Keywords: Cis platinum, low dose, pharmacogenomics, toxicity

How to cite this article:
Vallathol DH, Alapati N, Kagita S, Digumarti R. A rare toxicity to chemotherapy. J Pharmacol Pharmacother 2020;11:28-9

How to cite this URL:
Vallathol DH, Alapati N, Kagita S, Digumarti R. A rare toxicity to chemotherapy. J Pharmacol Pharmacother [serial online] 2020 [cited 2021 Mar 2];11:28-9. Available from:

   Introduction Top

Chemotherapy is an important component of treatment for many cancers, and new anti-cancer drugs represent one of the largest areas of pharmaceutical development. However, the nature of chemotherapy means that while damaging cancer cells, it also damages healthy cells, leading to side effects. The side-effects and long-term sequelae of anti-cancer chemotherapy remain a major source of concern for both patients and clinicians despite the improved efficacy and enhanced survival offered by modern treatments. Chemotherapy-related toxicities commonly occur with high-dose chemotherapy. They are graded as per the Common Terminology Criteria for Adverse Event grading system into five categories.

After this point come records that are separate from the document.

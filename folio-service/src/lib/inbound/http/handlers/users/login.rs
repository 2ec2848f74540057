use axum::extract::State;
use axum::http::StatusCode;
use axum::Json;
use serde::Deserialize;
use serde::Serialize;

use super::UserResponseData;
use crate::domain::user::models::EmailAddress;
use crate::domain::user::models::LoginCommand;
use crate::domain::user::models::Role;
use crate::inbound::http::handlers::ApiError;
use crate::inbound::http::handlers::ApiSuccess;
use crate::inbound::http::router::AppState;

pub async fn login_user(
    State(state): State<AppState>,
    Json(body): Json<LoginRequest>,
) -> Result<ApiSuccess<LoginResponseData>, ApiError> {
    login(state, body, Role::User).await
}

pub async fn login_admin(
    State(state): State<AppState>,
    Json(body): Json<LoginRequest>,
) -> Result<ApiSuccess<LoginResponseData>, ApiError> {
    login(state, body, Role::Admin).await
}

async fn login(
    state: AppState,
    body: LoginRequest,
    role: Role,
) -> Result<ApiSuccess<LoginResponseData>, ApiError> {
    let (Some(email), Some(password)) = (body.email, body.password) else {
        return Err(ApiError::BadRequest(
            "Email and password are required".to_string(),
        ));
    };

    // An address that cannot exist cannot have an account either.
    let email = EmailAddress::new(email)
        .map_err(|_| ApiError::Unauthorized("Invalid credentials".to_string()))?;

    let session = state
        .user_service
        .login(LoginCommand {
            email,
            password,
            role,
        })
        .await?;

    Ok(ApiSuccess::new(
        StatusCode::OK,
        LoginResponseData {
            user: (&session.user).into(),
            token: session.token,
        },
    ))
}

#[derive(Debug, Clone, PartialEq, Eq, Deserialize)]
pub struct LoginRequest {
    email: Option<String>,
    password: Option<String>,
}

#[derive(Debug, Clone, PartialEq, Eq, Serialize)]
pub struct LoginResponseData {
    pub user: UserResponseData,
    pub token: String,
}
use axum::extract::State;
use axum::http::StatusCode;
use axum::Extension;
use axum::Json;
use serde::Deserialize;

use super::UserResponseData;
use crate::domain::user::models::UpdateProfileCommand;
use crate::inbound::http::handlers::ApiError;
use crate::inbound::http::handlers::ApiSuccess;
use crate::inbound::http::middleware::AuthenticatedUser;
use crate::inbound::http::router::AppState;

/// Update the caller's own description and address.
pub async fn update_profile_info(
    State(state): State<AppState>,
    Extension(caller): Extension<AuthenticatedUser>,
    Json(body): Json<UpdateProfileRequest>,
) -> Result<ApiSuccess<UserResponseData>, ApiError> {
    let command = UpdateProfileCommand {
        description: body.description,
        address: body.address,
        profile_picture: None,
    };

    state
        .user_service
        .update_profile(&caller.user_id, command)
        .await
        .map_err(ApiError::from)
        .map(|ref user| ApiSuccess::new(StatusCode::OK, user.into()))
}

/// Unknown fields such as `password` or `role` are ignored.
#[derive(Debug, Clone, PartialEq, Eq, Deserialize)]
pub struct UpdateProfileRequest {
    description: Option<String>,
    address: Option<String>,
}
pub mod blog;
pub mod project;
pub mod user;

Pharmacogenomics is one of the core elements in personalized medicine. The basic concept is that interindividual variability in drug response is a consequence of multiple factors, including genomics, epigenomics, the environment, and a patient's characteristics, such as gender, age, and/or concomitant medication.

Here, we are reporting a rare, fatal case of toxicity to a low-dose of chemotherapy in the young man. It highlights the importance of the field of pharmacogenomics in Medical Oncology.

   Case Report Top

A 31-year-old man with no comorbidities presented in February 2019 with swelling in the right upper alveolus for 2 months. The biopsy of the swelling revealed a squamous cell carcinoma. He underwent surgery with flap reconstruction on June 10, 2019. The resected specimen showed moderately differentiated squamous cell carcinoma with positive lymph nodes and extranodal extension. He was advised adjuvant chemoradiation.

He gave a family history of his brother expiring due to some malignancy after the first cycle of chemotherapy. The family did not have any further records of the deceased sibling.

He was started on radiotherapy with concurrent weekly cisplatin at 40 mg/m2. The first cycle of cisplatin was uneventful.

Postsecond cycle of cisplatin, he developed grade 3 diarrhea. He had pancytopenia. He developed febrile neutropenia. His blood culture revealed a growth of coagulase-negative Staphylococcus aureus and non-albicans candida. He was started on growth factor support with filgrastim and intravenous antibiotics and antifungals in a dose-escalated approach. He was supported with blood products in the form of fresh frozen plasma, packed cells, and platelets. His blood counts did not recover even after 3 weeks of admission. The hemophago lymphohistiocytosis workup which includes fibrinogen, lactate dehydrogenase, triglycerides, and ferritin was normal. The bone marrow aspiration and biopsy revealed an aplastic picture. We were planning to further investigate for the cause of pancytopenia, including genetic workup and chromosome fragility testing but he succumbed to neutropenic sepsis and fungal pneumonia.

   Discussion Top

To the best of our knowledge, this is the first case report of fatal toxicity to chemotherapy with low-dose cis- platinum. Chemotherapy-induced bone marrow suppression is the major dose-limiting toxicity of several chemotherapy drugs. It is associated with substantial morbidity, mortality, and costs. Hematological toxicity with chemotherapy is common with most of the chemotherapy drugs. High-dose chemotherapy, especially that given in hematological malignancy and transplant, is associated with prolonged pancytopenia.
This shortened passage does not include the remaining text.